ACTIVITY: Which lines below contain "toml"? Copy every one of them.
-- -- --
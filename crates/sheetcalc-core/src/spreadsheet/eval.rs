use super::state::{Updates, resolve_id};
use super::Spreadsheet;
use crate::error::{Result, SheetError};
use log::debug;
use sheetcalc_engine::engine::{Ast, AstVisitor, CellRef, Op, Position, parse};
use std::collections::{BTreeMap, BTreeSet, HashSet};

/// Evaluates a formula, linking the formula's cell into the `dependents` of
/// every cell it reads.
struct Evaluator<'a> {
    sheet: &'a mut Spreadsheet,
    base: Position,
}

impl AstVisitor for Evaluator<'_> {
    type Output = f64;

    fn visit_num(&mut self, value: f64) -> f64 {
        value
    }

    fn visit_ref(&mut self, cell_ref: &CellRef) -> f64 {
        let Some(pos) = cell_ref.resolve(self.base) else {
            return 0.0;
        };
        let dependent = self.base.to_string();
        let target = self.sheet.cell_mut(pos);
        target.dependents.insert(dependent);
        target.value
    }

    fn visit_app(&mut self, op: Op, kids: Vec<f64>) -> f64 {
        op.apply(&kids)
    }
}

impl Spreadsheet {
    /// Set the formula of `cell_id` to `expr` and recompute it and every cell
    /// that depends on it, directly or indirectly.
    ///
    /// Returns the new value of each recomputed cell. On a syntax error or a
    /// circular reference nothing is changed.
    pub fn eval(&mut self, cell_id: &str, expr: &str) -> Result<Updates> {
        let base = resolve_id(cell_id)?;
        let ast = parse(expr, base)
            .inspect_err(|e| debug!("rejected {}={:?}: {}", base, expr, e))?;
        self.validate(base, &ast)
            .inspect_err(|e| debug!("rejected {}={:?}: {}", base, expr, e))?;

        self.unlink(base);
        let cell = self.cell_mut(base);
        cell.ast = Some(ast);
        cell.expr = expr.chars().filter(|c| !c.is_whitespace()).collect();
        debug!("{}: set formula {}", cell.id, cell.expr);

        Ok(self.recompute(base))
    }

    /// Fail with a circular reference if any cell the new formula reads
    /// already depends (transitively) on `base`, or is `base` itself.
    fn validate(&self, base: Position, ast: &Ast) -> Result<()> {
        let prereqs: HashSet<String> = ast
            .references(base)
            .iter()
            .map(Position::to_string)
            .collect();
        let id = base.to_string();

        let mut pending = vec![id.clone()];
        let mut seen = HashSet::new();
        while let Some(current) = pending.pop() {
            if prereqs.contains(&current) {
                return Err(SheetError::CircularRef { cell: id, via: current });
            }
            if !seen.insert(current.clone()) {
                continue;
            }
            if let Some(cell) = self.cells.get(&current) {
                pending.extend(cell.dependents.iter().cloned());
            }
        }
        Ok(())
    }

    /// Remove `pos` from the `dependents` of every cell its current formula reads.
    pub(crate) fn unlink(&mut self, pos: Position) {
        let id = pos.to_string();
        let refs = match self.cells.get(&id).and_then(|cell| cell.ast.as_ref()) {
            Some(ast) => ast.references(pos),
            None => return,
        };
        for target in refs {
            if let Some(cell) = self.cells.get_mut(&target.to_string()) {
                cell.dependents.remove(&id);
            }
        }
    }

    /// Recompute `start` and all of its transitive dependents, each exactly once
    /// and only after the affected cells it reads.
    fn recompute(&mut self, start: Position) -> Updates {
        let order = self.cascade_order(&start.to_string());
        debug!("{}: cascading to {} cell(s)", start, order.len().saturating_sub(1));

        let mut updates = Updates::new();
        for id in order {
            let value = self.evaluate_cell(&id);
            updates.insert(id, value);
        }
        updates
    }

    /// Topological order of `start` and everything reachable through `dependents`.
    fn cascade_order(&self, start: &str) -> Vec<String> {
        let mut affected = BTreeSet::new();
        let mut pending = vec![start.to_string()];
        while let Some(id) = pending.pop() {
            if affected.contains(&id) {
                continue;
            }
            if let Some(cell) = self.cells.get(&id) {
                pending.extend(cell.dependents.iter().cloned());
            }
            affected.insert(id);
        }

        let mut waiting_on: BTreeMap<&str, usize> =
            affected.iter().map(|id| (id.as_str(), 0)).collect();
        for id in &affected {
            for dependent in self.dependents_of(id) {
                if let Some(count) = waiting_on.get_mut(dependent.as_str()) {
                    *count += 1;
                }
            }
        }

        let mut ready: BTreeSet<&str> = waiting_on
            .iter()
            .filter(|(_, count)| **count == 0)
            .map(|(id, _)| *id)
            .collect();
        let mut order = Vec::with_capacity(affected.len());
        while let Some(id) = ready.pop_first() {
            order.push(id.to_string());
            for dependent in self.dependents_of(id) {
                if let Some(count) = waiting_on.get_mut(dependent.as_str()) {
                    *count -= 1;
                    if *count == 0 {
                        ready.insert(dependent.as_str());
                    }
                }
            }
        }
        order
    }

    fn dependents_of(&self, id: &str) -> impl Iterator<Item = &String> {
        self.cells.get(id).into_iter().flat_map(|cell| cell.dependents.iter())
    }

    /// Evaluate the stored formula of `id` and cache the result.
    fn evaluate_cell(&mut self, id: &str) -> f64 {
        let Some(cell) = self.cells.get(id) else {
            return 0.0;
        };
        let base = cell.position;
        let value = match cell.ast.clone() {
            Some(ast) => ast.fold(&mut Evaluator { sheet: self, base }),
            None => 0.0,
        };
        if let Some(cell) = self.cells.get_mut(id) {
            cell.value = value;
        }
        value
    }
}
use directories::ProjectDirs;
use serde::Deserialize;
use std::path::{Path, PathBuf};

pub const DEFAULT_NAME: &str = "scratch";
pub const DEFAULT_PROMPT: &str = ">> ";

/// Settings read from `config.toml`. Command-line flags take precedence.
#[derive(Debug, Default, Deserialize, PartialEq)]
#[serde(default, deny_unknown_fields)]
pub struct Config {
    /// Spreadsheet name.
    pub name: Option<String>,
    /// Shell prompt shown when stdin is a terminal.
    pub prompt: Option<String>,
    /// Dump file replayed at startup when `--load` is not given.
    pub autoload: Option<PathBuf>,
}

pub(crate) fn default_config_path() -> Option<PathBuf> {
    let proj = ProjectDirs::from("me", "shoryuken", "sheetcalc")?;
    let mut path = proj.config_dir().to_path_buf();
    path.push("config.toml");
    Some(path)
}

pub(crate) fn parse_config(content: &str) -> Result<Config, toml::de::Error> {
    toml::from_str(content)
}

/// Load the config file, falling back to defaults.
/// Problems are returned as warnings rather than errors.
pub fn load_config(config_file: Option<&Path>) -> (Config, Vec<String>) {
    let mut warnings = Vec::new();
    let Some(path) = config_file.map(Path::to_path_buf).or_else(default_config_path) else {
        return (Config::default(), warnings);
    };

    if !path.exists() {
        if config_file.is_some() {
            warnings.push(format!("Config file not found: {}", path.display()));
        }
        return (Config::default(), warnings);
    }

    let config = match std::fs::read_to_string(&path) {
        Ok(content) => match parse_config(&content) {
            Ok(config) => {
                log::debug!("loaded config from {}", path.display());
                config
            }
            Err(err) => {
                warnings.push(format!("Failed to parse {}: {}", path.display(), err));
                Config::default()
            }
        },
        Err(err) => {
            warnings.push(format!("Failed to read {}: {}", path.display(), err));
            Config::default()
        }
    };
    (config, warnings)
}

#[cfg(test)]
mod tests {
    use super::*;

    #[test]
    fn default_config_path_is_deterministic() {
        // Should never panic and should either be Some(path) or None.
        let _ = default_config_path();
    }

    #[test]
    fn parse_full_config() {
        let config = parse_config(
            r#"
            name = "budget"
            prompt = "$ "
            autoload = "budget.json"
            "#,
        )
        .unwrap();
        assert_eq!(config.name.as_deref(), Some("budget"));
        assert_eq!(config.prompt.as_deref(), Some("$ "));
        assert_eq!(config.autoload, Some(PathBuf::from("budget.json")));
    }

    #[test]
    fn parse_empty_config_is_default() {
        assert_eq!(parse_config("").unwrap(), Config::default());
    }

    #[test]
    fn parse_rejects_unknown_keys() {
        assert!(parse_config("colour = \"red\"").is_err());
    }

    #[test]
    fn missing_explicit_config_warns() {
        let (config, warnings) = load_config(Some(Path::new("/definitely/not/here.toml")));
        assert_eq!(config, Config::default());
        assert_eq!(warnings.len(), 1);
    }
}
-- -- --
TASK OUTPUT:
/// Settings read from `config.toml`. Command-line flags take precedence.
    path.push("config.toml");
pub(crate) fn parse_config(content: &str) -> Result<Config, toml::de::Error> {
    toml::from_str(content)
        let (config, warnings) = load_config(Some(Path::new("/definitely/not/here.toml")));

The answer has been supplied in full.